Stored items
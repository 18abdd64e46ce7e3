use serde::Deserialize;
use std::path::{Path, PathBuf};
use std::time::Duration;
use tracing::error;

use crate::executor::DEFAULT_IDLE_SUSPEND_TIMEOUT;

const DEFAULT_MAX_WORKERS: usize = 4;
const DEFAULT_EXECUTOR: &str = "claude";

// ─── TOML config file ─────────────────────────────────────────────────────────

/// `{data_dir}/config.toml` — all fields are optional overrides.
/// Priority: CLI / env var  >  TOML  >  built-in default.
#[derive(Deserialize, Default)]
struct TomlConfig {
    /// Default projects root.
    projects_dir: Option<PathBuf>,
    /// Default executor slug for new tasks (default: "claude").
    executor: Option<String>,
    /// Worker-pool size; how many agents may run at once (default: 4).
    max_workers: Option<usize>,
    /// Seconds of agent silence before the idle sweeper suspends the
    /// process (default: 21600 = 6 h).
    idle_suspend_timeout: Option<u64>,
    /// Log level filter string, e.g. "debug", "info,taskd=trace".
    log: Option<String>,
    /// Fire script hooks for high-frequency agent.item.* events.
    hook_item_events: Option<bool>,
}

fn load_toml(data_dir: &Path) -> Option<TomlConfig> {
    let path = data_dir.join("config.toml");
    let contents = std::fs::read_to_string(&path).ok()?;
    match toml::from_str::<TomlConfig>(&contents) {
        Ok(cfg) => Some(cfg),
        Err(e) => {
            error!(path = %path.display(), err = %e, "failed to parse config.toml — using defaults");
            None
        }
    }
}

// ─── DaemonConfig ─────────────────────────────────────────────────────────────

/// Explicit configuration passed at daemon construction — no process-wide
/// singletons beyond the log sinks.
#[derive(Debug, Clone)]
pub struct DaemonConfig {
    pub data_dir: PathBuf,
    pub projects_dir: PathBuf,
    pub default_executor: String,
    pub max_workers: usize,
    pub idle_suspend_timeout: Duration,
    pub log: String,
    pub hook_item_events: bool,
}

impl DaemonConfig {
    /// Build config from CLI/env args + optional TOML file.
    ///
    /// Priority (highest to lowest):
    ///   1. CLI / env — passed as `Some(value)` from clap
    ///   2. TOML file at `{data_dir}/config.toml`
    ///   3. Built-in defaults
    pub fn new(
        data_dir: Option<PathBuf>,
        projects_dir: Option<PathBuf>,
        executor: Option<String>,
        max_workers: Option<usize>,
        idle_suspend_timeout_secs: Option<u64>,
        log: Option<String>,
    ) -> Self {
        let data_dir = data_dir.unwrap_or_else(default_data_dir);
        let toml = load_toml(&data_dir).unwrap_or_default();

        let projects_dir = projects_dir
            .or(toml.projects_dir)
            .unwrap_or_else(default_projects_dir);
        let default_executor = executor
            .or(toml.executor)
            .unwrap_or_else(|| DEFAULT_EXECUTOR.to_string());
        let max_workers = max_workers
            .or(toml.max_workers)
            .unwrap_or(DEFAULT_MAX_WORKERS)
            .max(1);
        let idle_suspend_timeout = idle_suspend_timeout_secs
            .or(toml.idle_suspend_timeout)
            .map(Duration::from_secs)
            .unwrap_or(DEFAULT_IDLE_SUSPEND_TIMEOUT);
        let log = log.or(toml.log).unwrap_or_else(|| "info".to_string());
        let hook_item_events = toml.hook_item_events.unwrap_or(false);

        Self {
            data_dir,
            projects_dir,
            default_executor,
            max_workers,
            idle_suspend_timeout,
            log,
            hook_item_events,
        }
    }

    pub fn hooks_dir(&self) -> PathBuf {
        self.data_dir.join("hooks")
    }
}

fn default_data_dir() -> PathBuf {
    #[cfg(target_os = "macos")]
    {
        if let Ok(home) = std::env::var("HOME") {
            return PathBuf::from(home)
                .join("Library")
                .join("Application Support")
                .join("taskd");
        }
    }
    #[cfg(target_os = "linux")]
    {
        if let Ok(xdg) = std::env::var("XDG_DATA_HOME") {
            return PathBuf::from(xdg).join("taskd");
        }
        if let Ok(home) = std::env::var("HOME") {
            return PathBuf::from(home)
                .join(".local")
                .join("share")
                .join("taskd");
        }
    }
    #[cfg(target_os = "windows")]
    {
        if let Ok(appdata) = std::env::var("APPDATA") {
            return PathBuf::from(appdata).join("taskd");
        }
    }
    PathBuf::from(".taskd")
}

fn default_projects_dir() -> PathBuf {
    if let Ok(home) = std::env::var("HOME") {
        return PathBuf::from(home).join("projects");
    }
    PathBuf::from(".")
}

#[cfg(test)]
mod tests {
    use super::*;

    #[test]
    fn defaults_apply_without_toml() {
        let dir = tempfile::tempdir().unwrap();
        let cfg = DaemonConfig::new(
            Some(dir.path().to_path_buf()),
            None,
            None,
            None,
            None,
            None,
        );
        assert_eq!(cfg.default_executor, "claude");
        assert_eq!(cfg.max_workers, 4);
        assert_eq!(cfg.idle_suspend_timeout, DEFAULT_IDLE_SUSPEND_TIMEOUT);
        assert!(!cfg.hook_item_events);
    }

    #[test]
    fn toml_overrides_defaults_and_cli_overrides_toml() {
        let dir = tempfile::tempdir().unwrap();
        std::fs::write(
            dir.path().join("config.toml"),
            "executor = \"codex\"\nmax_workers = 8\nidle_suspend_timeout = 60\n",
        )
        .unwrap();

        let cfg = DaemonConfig::new(
            Some(dir.path().to_path_buf()),
            None,
            None,
            None,
            None,
            None,
        );
        assert_eq!(cfg.default_executor, "codex");
        assert_eq!(cfg.max_workers, 8);
        assert_eq!(cfg.idle_suspend_timeout, Duration::from_secs(60));

        let cfg = DaemonConfig::new(
            Some(dir.path().to_path_buf()),
            None,
            Some("mock".to_string()),
            Some(2),
            None,
            None,
        );
        assert_eq!(cfg.default_executor, "mock");
        assert_eq!(cfg.max_workers, 2);
    }

    #[test]
    fn zero_workers_clamped_to_one() {
        let dir = tempfile::tempdir().unwrap();
        let cfg = DaemonConfig::new(
            Some(dir.path().to_path_buf()),
            None,
            None,
            Some(0),
            None,
            None,
        );
        assert_eq!(cfg.max_workers, 1);
    }
}
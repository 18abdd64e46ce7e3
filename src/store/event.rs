//! Event audit table. Every published envelope has a durable copy here,
//! written on the publisher side inside the transaction that caused it.

use serde::{Deserialize, Serialize};
use sqlx::{Sqlite, Transaction};

use super::Store;
use crate::error::Result;
use crate::events::Envelope;

#[derive(Debug, Clone, sqlx::FromRow, Serialize, Deserialize)]
pub struct EventRecord {
    pub id: i64,
    pub event_id: String,
    #[serde(rename = "type")]
    #[sqlx(rename = "type")]
    pub event_type: String,
    pub task_id: Option<i64>,
    pub message: String,
    pub metadata: String,
    pub created_at: String,
}

impl EventRecord {
    /// Rebuild the envelope this record was written from. Sequence is
    /// reassigned at replay time; the timestamp is the original.
    pub fn to_envelope(&self) -> Envelope {
        Envelope {
            event_id: self.event_id.clone(),
            event_type: self.event_type.clone(),
            task_id: self.task_id,
            message: self.message.clone(),
            metadata: serde_json::from_str(&self.metadata)
                .unwrap_or(serde_json::Value::Null),
            timestamp: self.created_at.clone(),
            sequence: 0,
        }
    }
}

/// Insert an audit row inside an open transaction. Used by every store
/// mutation that produces an event.
pub(crate) async fn insert_tx(
    tx: &mut Transaction<'_, Sqlite>,
    env: &Envelope,
) -> Result<()> {
    sqlx::query(
        "INSERT INTO events (event_id, type, task_id, message, metadata, created_at)
         VALUES (?, ?, ?, ?, ?, ?)",
    )
    .bind(&env.event_id)
    .bind(&env.event_type)
    .bind(env.task_id)
    .bind(&env.message)
    .bind(env.metadata.to_string())
    .bind(&env.timestamp)
    .execute(&mut **tx)
    .await?;
    Ok(())
}

impl Store {
    /// Record an event that accompanies no row mutation (adapter item
    /// events, worktree notices). Runs in its own transaction.
    pub async fn record_event(&self, env: &Envelope) -> Result<()> {
        let mut tx = self.pool().begin().await?;
        insert_tx(&mut tx, env).await?;
        tx.commit().await?;
        Ok(())
    }

    /// Last `n` audit records in publish order, for post-crash replay.
    pub async fn recent_events(&self, n: i64) -> Result<Vec<EventRecord>> {
        let mut rows: Vec<EventRecord> = sqlx::query_as(
            "SELECT * FROM events ORDER BY id DESC LIMIT ?",
        )
        .bind(n)
        .fetch_all(self.pool())
        .await?;
        rows.reverse();
        Ok(rows)
    }

    pub async fn events_for_task(&self, task_id: i64) -> Result<Vec<EventRecord>> {
        Ok(sqlx::query_as(
            "SELECT * FROM events WHERE task_id = ? ORDER BY id ASC",
        )
        .bind(task_id)
        .fetch_all(self.pool())
        .await?)
    }

    /// Prune audit rows older than the cutoff. Returns rows removed.
    pub async fn prune_events_before(&self, cutoff: &str) -> Result<u64> {
        let result = sqlx::query("DELETE FROM events WHERE created_at < ?")
            .bind(cutoff)
            .execute(self.pool())
            .await?;
        Ok(result.rows_affected())
    }
}
//! Error taxonomy surfaced by the store and the control surface.
//!
//! Everything recoverable is recovered locally inside the component that
//! raised it; the executor escalates only by transitioning the task to
//! `blocked` with a human-readable reason. The daemon never aborts on a
//! per-task error.

use crate::store::status::Status;

#[derive(Debug, thiserror::Error)]
pub enum TaskdError {
    /// Referenced id or name does not exist.
    #[error("not found: {0}")]
    NotFound(String),

    /// Uniqueness violation — worktree path, port, or branch already held.
    /// The attempted operation is aborted; state is left unchanged.
    #[error("conflict: {0}")]
    Conflict(String),

    /// State-machine rejection. Caller fault.
    #[error("invalid transition: {from} → {to}")]
    InvalidTransition { from: Status, to: Status },

    /// The agent CLI named by `task.executor` is not installed or not
    /// executable. The task is blocked with a remediation log; no retries.
    #[error("adapter unavailable: {0}")]
    AdapterUnavailable(String),

    /// Unparsable output from the agent CLI. The task continues; the
    /// terminal signal is derived from the process exit code.
    #[error("adapter protocol error: {0}")]
    AdapterProtocol(String),

    /// The VCS tool failed while provisioning a worktree.
    #[error("worktree failure: {0}")]
    WorktreeFailure(String),

    /// Init script failed or timed out. Non-fatal — surfaced as an event.
    #[error("init script failure: {0}")]
    InitScriptFailure(String),

    #[error(transparent)]
    Database(#[from] sqlx::Error),

    #[error(transparent)]
    Io(#[from] std::io::Error),

    #[error(transparent)]
    Other(#[from] anyhow::Error),
}

pub type Result<T> = std::result::Result<T, TaskdError>;

impl TaskdError {
    /// Transient errors are retried with jittered backoff by the store;
    /// everything else surfaces to the caller on first occurrence.
    pub fn is_transient(&self) -> bool {
        match self {
            TaskdError::Database(sqlx::Error::Database(db)) => {
                // SQLITE_BUSY / SQLITE_LOCKED surface as database errors
                // with these codes when WAL writers contend.
                matches!(db.code().as_deref(), Some("5") | Some("6"))
            }
            TaskdError::Database(sqlx::Error::PoolTimedOut) => true,
            TaskdError::Io(e) => matches!(
                e.kind(),
                std::io::ErrorKind::Interrupted | std::io::ErrorKind::WouldBlock
            ),
            _ => false,
        }
    }
}
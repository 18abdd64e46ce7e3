//! Codex adapter — spawns `codex exec --json` per run.
//!
//! Codex calls its resumable conversation a thread; the thread id from
//! `thread.started` plays the role of the agent session id.

use std::path::Path;
use std::sync::Arc;

use async_trait::async_trait;
use tokio::process::Command;

use super::claude::compose_with_feedback;
use super::{
    binary_on_path, spawn_and_pump, AgentAdapter, OutputSink, ProcessMap, SpawnedAgent,
    KILL_GRACE,
};
use crate::error::Result;
use crate::store::Task;

pub struct CodexAdapter {
    procs: Arc<ProcessMap>,
}

impl CodexAdapter {
    pub fn new() -> Self {
        Self {
            procs: ProcessMap::new(),
        }
    }

    fn command(task: &Task, workdir: &Path, prompt: &str, resume: Option<&str>) -> Command {
        let mut cmd = Command::new("codex");
        cmd.arg("exec");
        if let Some(thread) = resume {
            cmd.args(["resume", thread]);
        }
        cmd.args(["--json", "--skip-git-repo-check"]);
        if task.dangerous_mode {
            cmd.arg("--dangerously-bypass-approvals-and-sandbox");
        }
        cmd.arg(prompt);
        cmd.current_dir(workdir);
        cmd
    }
}

impl Default for CodexAdapter {
    fn default() -> Self {
        Self::new()
    }
}

#[async_trait]
impl AgentAdapter for CodexAdapter {
    fn id(&self) -> &str {
        "codex"
    }

    fn installed(&self) -> bool {
        binary_on_path("codex")
    }

    async fn spawn(
        &self,
        task: &Task,
        workdir: &Path,
        prompt: &str,
        out: OutputSink,
    ) -> Result<SpawnedAgent> {
        let resume = (!task.agent_session_id.is_empty()).then_some(task.agent_session_id.as_str());
        let cmd = Self::command(task, workdir, prompt, resume);
        spawn_and_pump("codex", cmd, task.id, self.procs.clone(), out).await
    }

    async fn resume(
        &self,
        task: &Task,
        workdir: &Path,
        prompt: &str,
        feedback: &str,
        out: OutputSink,
    ) -> Result<SpawnedAgent> {
        let (text, resume) = if task.agent_session_id.is_empty() {
            (compose_with_feedback(prompt, feedback), None)
        } else {
            let text = if feedback.is_empty() {
                "Continue the task.".to_string()
            } else {
                feedback.to_string()
            };
            (text, Some(task.agent_session_id.as_str()))
        };
        let cmd = Self::command(task, workdir, &text, resume);
        spawn_and_pump("codex", cmd, task.id, self.procs.clone(), out).await
    }

    async fn send_input(&self, task_id: i64, input: &str) -> Result<()> {
        self.procs.send_input(task_id, input).await
    }

    async fn suspend(&self, task_id: i64) -> Result<()> {
        self.procs.suspend(task_id).await
    }

    async fn resume_process(&self, task_id: i64) -> Result<()> {
        self.procs.resume(task_id).await
    }

    async fn kill(&self, task_id: i64) -> Result<()> {
        self.procs.kill(task_id, KILL_GRACE).await
    }

    async fn pid(&self, task_id: i64) -> Option<u32> {
        self.procs.pid(task_id).await
    }
}
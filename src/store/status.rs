//! Task lifecycle state machine.
//!
//! `check_transition` is the single validator for every status change; the
//! store calls it inside the same transaction that performs the UPDATE, so
//! the validator and the storage can never disagree.
//!
//! ```text
//! backlog  ── queue ──▶ queued
//! queued   ── dequeue ──▶ processing
//! processing ── complete ──▶ done
//! processing ── block / fail / interrupt ──▶ blocked
//! blocked  ── input / retry ──▶ processing | queued
//! done     ── reopen ──▶ queued
//! backlog | queued | blocked | done ── archive ──▶ archived
//! ```
//!
//! `processing → processing` (idempotent re-entry) is explicitly forbidden,
//! as is archiving a task with a live process — callers interrupt first.

use serde::{Deserialize, Serialize};

use crate::error::TaskdError;

#[derive(Debug, Clone, Copy, PartialEq, Eq, Hash, Serialize, Deserialize)]
#[serde(rename_all = "snake_case")]
pub enum Status {
    Backlog,
    Queued,
    Processing,
    Blocked,
    Done,
    Archived,
}

impl Status {
    pub fn as_str(&self) -> &'static str {
        match self {
            Status::Backlog => "backlog",
            Status::Queued => "queued",
            Status::Processing => "processing",
            Status::Blocked => "blocked",
            Status::Done => "done",
            Status::Archived => "archived",
        }
    }

    /// Terminal states release the task's port and worktree row.
    pub fn is_terminal(&self) -> bool {
        matches!(self, Status::Done | Status::Archived)
    }
}

impl std::fmt::Display for Status {
    fn fmt(&self, f: &mut std::fmt::Formatter<'_>) -> std::fmt::Result {
        f.write_str(self.as_str())
    }
}

impl std::str::FromStr for Status {
    type Err = TaskdError;

    fn from_str(s: &str) -> Result<Self, Self::Err> {
        match s {
            "backlog" => Ok(Status::Backlog),
            "queued" => Ok(Status::Queued),
            "processing" => Ok(Status::Processing),
            "blocked" => Ok(Status::Blocked),
            "done" => Ok(Status::Done),
            "archived" => Ok(Status::Archived),
            other => Err(TaskdError::NotFound(format!("unknown status: {other}"))),
        }
    }
}

/// Total transition function: `true` iff `from → to` is a legal edge.
///
/// Self-loops are never legal — a repeated `update_status` with the same
/// status must surface `InvalidTransition` to the caller.
pub fn transition_allowed(from: Status, to: Status) -> bool {
    use Status::*;
    match (from, to) {
        (Backlog, Queued) => true,
        (Queued, Processing) => true,
        (Processing, Done) => true,
        (Processing, Blocked) => true,
        // Re-entry after input injection keeps the same session id.
        (Blocked, Processing) => true,
        (Blocked, Queued) => true,
        (Done, Queued) => true,
        // Archiving a live process would orphan it; interrupt first.
        (Backlog | Queued | Blocked | Done, Archived) => true,
        _ => false,
    }
}

pub fn check_transition(from: Status, to: Status) -> Result<(), TaskdError> {
    if transition_allowed(from, to) {
        Ok(())
    } else {
        Err(TaskdError::InvalidTransition { from, to })
    }
}

/// Event type published when a task *enters* `to`.
///
/// `interrupted`, `failed`, and `retried` carry more context than the bare
/// transition; the executor publishes those variants directly and this
/// default is used everywhere else.
pub fn event_type_for(to: Status) -> &'static str {
    match to {
        Status::Backlog => "task.status_changed",
        Status::Queued => "task.queued",
        Status::Processing => "task.started",
        Status::Blocked => "task.blocked",
        Status::Done => "task.completed",
        Status::Archived => "task.status_changed",
    }
}

pub const ALL_STATUSES: [Status; 6] = [
    Status::Backlog,
    Status::Queued,
    Status::Processing,
    Status::Blocked,
    Status::Done,
    Status::Archived,
];
//! Background sweepers: idle suspension and done-task auto-archive.

use std::sync::Arc;
use std::time::Duration;

use chrono::{SecondsFormat, Utc};
use tracing::{info, warn};

use super::Executor;
use crate::agent::AgentAdapter;
use crate::events::hooks::HookContext;
use crate::events::{self, Envelope};
use crate::store::{LineType, Status};

/// Agents silent for this long get SIGSTOPped until input or retry.
pub const DEFAULT_IDLE_SUSPEND_TIMEOUT: Duration = Duration::from_secs(6 * 60 * 60);

/// `done` tasks untouched this long are archived when `auto_archive_done`
/// is enabled.
pub const ARCHIVE_AFTER: Duration = Duration::from_secs(30 * 60);

const SWEEP_INTERVAL: Duration = Duration::from_secs(60);

impl Executor {
    pub(super) async fn run_idle_sweeper(self: Arc<Self>) {
        let mut shutdown = self.shutdown.clone();
        let mut tick = tokio::time::interval(SWEEP_INTERVAL);
        loop {
            tokio::select! {
                _ = shutdown.changed() => return,
                _ = tick.tick() => {}
            }
            self.sweep_idle().await;
        }
    }

    async fn sweep_idle(&self) {
        let cutoff = Utc::now().timestamp() - self.idle_suspend_timeout.as_secs() as i64;
        for snap in self.running.snapshot().await {
            if snap.suspended || snap.last_output > cutoff {
                continue;
            }
            let Some(adapter) = self.registry.get(&snap.executor) else {
                continue;
            };
            if let Err(e) = adapter.suspend(snap.task_id).await {
                warn!(task = snap.task_id, err = %e, "idle suspend failed");
                continue;
            }
            self.running.set_suspended(snap.task_id, true).await;
            info!(task = snap.task_id, "idle agent suspended");

            let _ = self
                .store
                .append_log(
                    snap.task_id,
                    LineType::System,
                    "agent suspended after idle timeout",
                )
                .await;
            let env = Envelope::new(
                events::TASK_SUSPENDED,
                Some(snap.task_id),
                "Agent suspended after idle timeout",
                serde_json::json!({ "executor": snap.executor }),
            );
            let _ = self.store.record_event(&env).await;
            let ctx = self
                .store
                .try_get_task(snap.task_id)
                .await
                .ok()
                .flatten()
                .map(|t| HookContext::from(&t));
            self.bus.publish(env, ctx).await;
        }
    }

    pub(super) async fn run_archive_sweeper(self: Arc<Self>) {
        let mut shutdown = self.shutdown.clone();
        let mut tick = tokio::time::interval(SWEEP_INTERVAL);
        loop {
            tokio::select! {
                _ = shutdown.changed() => return,
                _ = tick.tick() => {}
            }
            if let Err(e) = self.sweep_archive().await {
                warn!(err = %e, "archive sweep failed");
            }
        }
    }

    async fn sweep_archive(&self) -> crate::error::Result<()> {
        let enabled = self
            .store
            .get_setting("auto_archive_done")
            .await?
            .map(|v| v == "true" || v == "1")
            .unwrap_or(false);
        if !enabled {
            return Ok(());
        }

        let cutoff = (Utc::now() - chrono::Duration::from_std(ARCHIVE_AFTER).unwrap_or_default())
            .to_rfc3339_opts(SecondsFormat::Micros, true);
        for task in self.store.done_tasks_untouched_since(&cutoff).await? {
            match self.store.update_status(task.id, Status::Archived).await {
                Ok(change) => {
                    info!(task = task.id, "done task auto-archived");
                    self.publish(change).await;
                }
                Err(e) => warn!(task = task.id, err = %e, "auto-archive failed"),
            }
        }
        Ok(())
    }
}
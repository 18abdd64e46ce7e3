//! The in-memory map of live task processes.
//!
//! One entry per `processing` task, inserted and removed only by the
//! owning worker. Other parties (interrupt, input injection, the idle
//! sweeper) interact with an entry exclusively through its cancel channel
//! and the shared activity/suspend flags — nobody but the worker ever
//! holds the process future.

use std::collections::HashMap;
use std::sync::atomic::{AtomicI64, Ordering};
use std::sync::Arc;

use tokio::sync::{mpsc, Mutex};

#[derive(Debug, Clone, Copy, PartialEq, Eq)]
pub enum CancelReason {
    Interrupt,
    Shutdown,
}

pub struct RunningTask {
    pub pid: u32,
    /// Adapter slug that owns the process, for routing kill/suspend.
    pub executor: String,
    pub cancel: mpsc::Sender<CancelReason>,
    pub suspended: bool,
    /// Unix seconds of the last adapter output; shared with the
    /// adapter's output sink.
    pub last_output: Arc<AtomicI64>,
}

#[derive(Default)]
pub struct RunningMap {
    inner: Mutex<HashMap<i64, RunningTask>>,
}

/// Sweeper-facing view of one running entry.
#[derive(Debug, Clone)]
pub struct RunningSnapshot {
    pub task_id: i64,
    pub executor: String,
    pub suspended: bool,
    pub last_output: i64,
}

impl RunningMap {
    pub fn new() -> Arc<Self> {
        Arc::new(Self::default())
    }

    pub async fn insert(&self, task_id: i64, entry: RunningTask) {
        self.inner.lock().await.insert(task_id, entry);
    }

    pub async fn remove(&self, task_id: i64) {
        self.inner.lock().await.remove(&task_id);
    }

    pub async fn contains(&self, task_id: i64) -> bool {
        self.inner.lock().await.contains_key(&task_id)
    }

    pub async fn len(&self) -> usize {
        self.inner.lock().await.len()
    }

    pub async fn is_empty(&self) -> bool {
        self.inner.lock().await.is_empty()
    }

    pub async fn pid(&self, task_id: i64) -> Option<u32> {
        self.inner.lock().await.get(&task_id).map(|e| e.pid)
    }

    pub async fn set_pid(&self, task_id: i64, pid: u32) {
        if let Some(entry) = self.inner.lock().await.get_mut(&task_id) {
            entry.pid = pid;
        }
    }

    /// Swap in the adapter sink's activity clock so the idle sweeper sees
    /// real output times.
    pub async fn set_activity(&self, task_id: i64, handle: Arc<AtomicI64>) {
        if let Some(entry) = self.inner.lock().await.get_mut(&task_id) {
            entry.last_output = handle;
        }
    }

    pub async fn set_suspended(&self, task_id: i64, suspended: bool) {
        if let Some(entry) = self.inner.lock().await.get_mut(&task_id) {
            entry.suspended = suspended;
        }
    }

    pub async fn is_suspended(&self, task_id: i64) -> bool {
        self.inner
            .lock()
            .await
            .get(&task_id)
            .map(|e| e.suspended)
            .unwrap_or(false)
    }

    /// Ask the owning worker to stop. `false` when no process is running
    /// for the task or the worker already hung up.
    pub async fn request_cancel(&self, task_id: i64, reason: CancelReason) -> bool {
        let tx = self
            .inner
            .lock()
            .await
            .get(&task_id)
            .map(|e| e.cancel.clone());
        match tx {
            Some(tx) => tx.send(reason).await.is_ok(),
            None => false,
        }
    }

    /// Cancel every running task. Used once, at shutdown.
    pub async fn cancel_all(&self, reason: CancelReason) {
        let senders: Vec<_> = self
            .inner
            .lock()
            .await
            .values()
            .map(|e| e.cancel.clone())
            .collect();
        for tx in senders {
            let _ = tx.send(reason).await;
        }
    }

    pub async fn snapshot(&self) -> Vec<RunningSnapshot> {
        self.inner
            .lock()
            .await
            .iter()
            .map(|(id, e)| RunningSnapshot {
                task_id: *id,
                executor: e.executor.clone(),
                suspended: e.suspended,
                last_output: e.last_output.load(Ordering::Relaxed),
            })
            .collect()
    }
}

Your task: Find the number of lines in the records that contain "written", and write that number only.

Exercise solution: 2